Köln – Gebrauchtwagenkauf ist Vertrauenssache, heißt es. Denn ein Automobil ist derart komplex, dass ein Laie kaum überblicken kann, ob ein angebotener Wagen sein Geld wert ist – oder einfach Schrott. In letzterem Fall hat ein unbedarfter Käufer viel Ärger am Hals und oft einen Haufen Geld in den Sand gesetzt. Schwarze Schafe unter Gebrauchtwagenhändlern, aber auch private Verkäufer haben erstaunliche Wege der Verschleierung von Mängeln gefunden. Der Kölner ADAC-Experte Heinz-Gerd Lehmann kennt alle diese Tricks. Und weiß, worauf man beim Gebrauchtwagenkauf achten muss.

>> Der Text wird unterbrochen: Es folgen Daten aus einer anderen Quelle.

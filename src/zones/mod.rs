//! Zone system: definitions and the slot table.
//!
//! ## Key Types
//!
//! - `ZoneDefId`: Opaque zone definition identifier
//! - `ZoneDefinition`: Name, Age, script and rebinding links
//! - `ZoneRegistry`: Definition lookup
//! - `ZoneTable`: Which definition each slot shows, hourglasses, rebind history

pub mod definition;
pub mod table;

pub use definition::{ZoneDefId, ZoneDefinition, ZoneRegistry};
pub use table::{RebindReason, RebindRecord, ZoneTable};
//! Shuffle providers.
//!
//! Randomness enters the engine only when the draw pile is (re)built, and
//! always through a [`ShuffleProvider`]. Games inject one at setup:
//!
//! - [`GameRng`]: seeded ChaCha8, deterministic for a given seed
//! - [`IdentityShuffle`]: leaves order untouched, for scripted fixtures
//!
//! ```
//! use temporum_engine::core::{GameRng, ShuffleProvider};
//! use temporum_engine::cards::CardId;
//!
//! let mut a = GameRng::new(42);
//! let mut b = GameRng::new(42);
//! let mut left: Vec<_> = (0..10).map(CardId::new).collect();
//! let mut right = left.clone();
//! a.shuffle(&mut left);
//! b.shuffle(&mut right);
//! assert_eq!(left, right);
//! ```

use rand::SeedableRng;
use rand_chacha::ChaCha8Rng;

use crate::cards::CardId;

/// Source of deck shuffles.
///
/// Providers are cloned alongside the game state when a command is
/// snapshotted, so a rolled-back command also rolls back the RNG.
pub trait ShuffleProvider: std::fmt::Debug + Send {
    /// Shuffle `cards` in place.
    fn shuffle(&mut self, cards: &mut Vec<CardId>);

    /// Clone into a new box.
    fn box_clone(&self) -> Box<dyn ShuffleProvider>;
}

impl Clone for Box<dyn ShuffleProvider> {
    fn clone(&self) -> Self {
        self.box_clone()
    }
}

/// Deterministic seeded RNG.
///
/// Uses ChaCha8 for speed.
#[derive(Clone, Debug)]
pub struct GameRng {
    inner: ChaCha8Rng,
    seed: u64,
}

impl GameRng {
    /// Create a new RNG with the given seed.
    #[must_use]
    pub fn new(seed: u64) -> Self {
        Self {
            inner: ChaCha8Rng::seed_from_u64(seed),
            seed,
        }
    }
}

impl ShuffleProvider for GameRng {
    fn shuffle(&mut self, cards: &mut Vec<CardId>) {
        use rand::seq::SliceRandom;
        cards.shuffle(&mut self.inner);
    }

    fn box_clone(&self) -> Box<dyn ShuffleProvider> {
        Box::new(self.clone())
    }
}

/// A provider that never reorders anything.
#[derive(Clone, Copy, Debug, Default)]
pub struct IdentityShuffle;

impl ShuffleProvider for IdentityShuffle {
    fn shuffle(&mut self, _cards: &mut Vec<CardId>) {}

    fn box_clone(&self) -> Box<dyn ShuffleProvider> {
        Box::new(*self)
    }
}

#[cfg(test)]
mod tests {
    use super::*;

    fn cards(n: u32) -> Vec<CardId> {
        (0..n).map(CardId::new).collect()
    }

    #[test]
    fn test_seeded_shuffle_is_deterministic() {
        let mut rng1 = GameRng::new(7);
        let mut rng2 = GameRng::new(7);
        let mut a = cards(20);
        let mut b = cards(20);
        rng1.shuffle(&mut a);
        rng2.shuffle(&mut b);
        assert_eq!(a, b);
        assert_ne!(a, cards(20));

        a.sort();
        assert_eq!(a, cards(20));
    }

    #[test]
    fn test_different_seeds_differ() {
        let mut a = cards(20);
        let mut b = cards(20);
        GameRng::new(1).shuffle(&mut a);
        GameRng::new(2).shuffle(&mut b);
        assert_ne!(a, b);
    }

    #[test]
    fn test_boxed_clone_keeps_position() {
        let mut original: Box<dyn ShuffleProvider> = Box::new(GameRng::new(3));
        let mut copy = original.clone();
        let mut a = cards(12);
        let mut b = cards(12);
        original.shuffle(&mut a);
        copy.shuffle(&mut b);
        assert_eq!(a, b);
    }

    #[test]
    fn test_identity_shuffle() {
        let mut deck = cards(5);
        IdentityShuffle.shuffle(&mut deck);
        assert_eq!(deck, cards(5));
    }
}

Wenn es um Kraftfahrzeugtechnik geht, führt im ADAC-Prüfzentrum an der Luxemburger Straße seit vielen Jahren kein Weg an Lehmann. Auf den Hebebühnen standen schon einige Autos mit fragwürdigem Hintergrund. Einmal kamen dort gleich drei Mercedes-Modelle aus den USA an – vorgeblich unfallfrei. Lehmann und seine Leute fanden mit detektivischer Arbeit heraus, dass die noblen Karossen einen Umweg über Litauen nahmen, bevor sie in Köln landeten. „In Litauen wurden sie repariert. Alle drei hatten in den USA einen Totalschaden“, erinnert sich Lehmann.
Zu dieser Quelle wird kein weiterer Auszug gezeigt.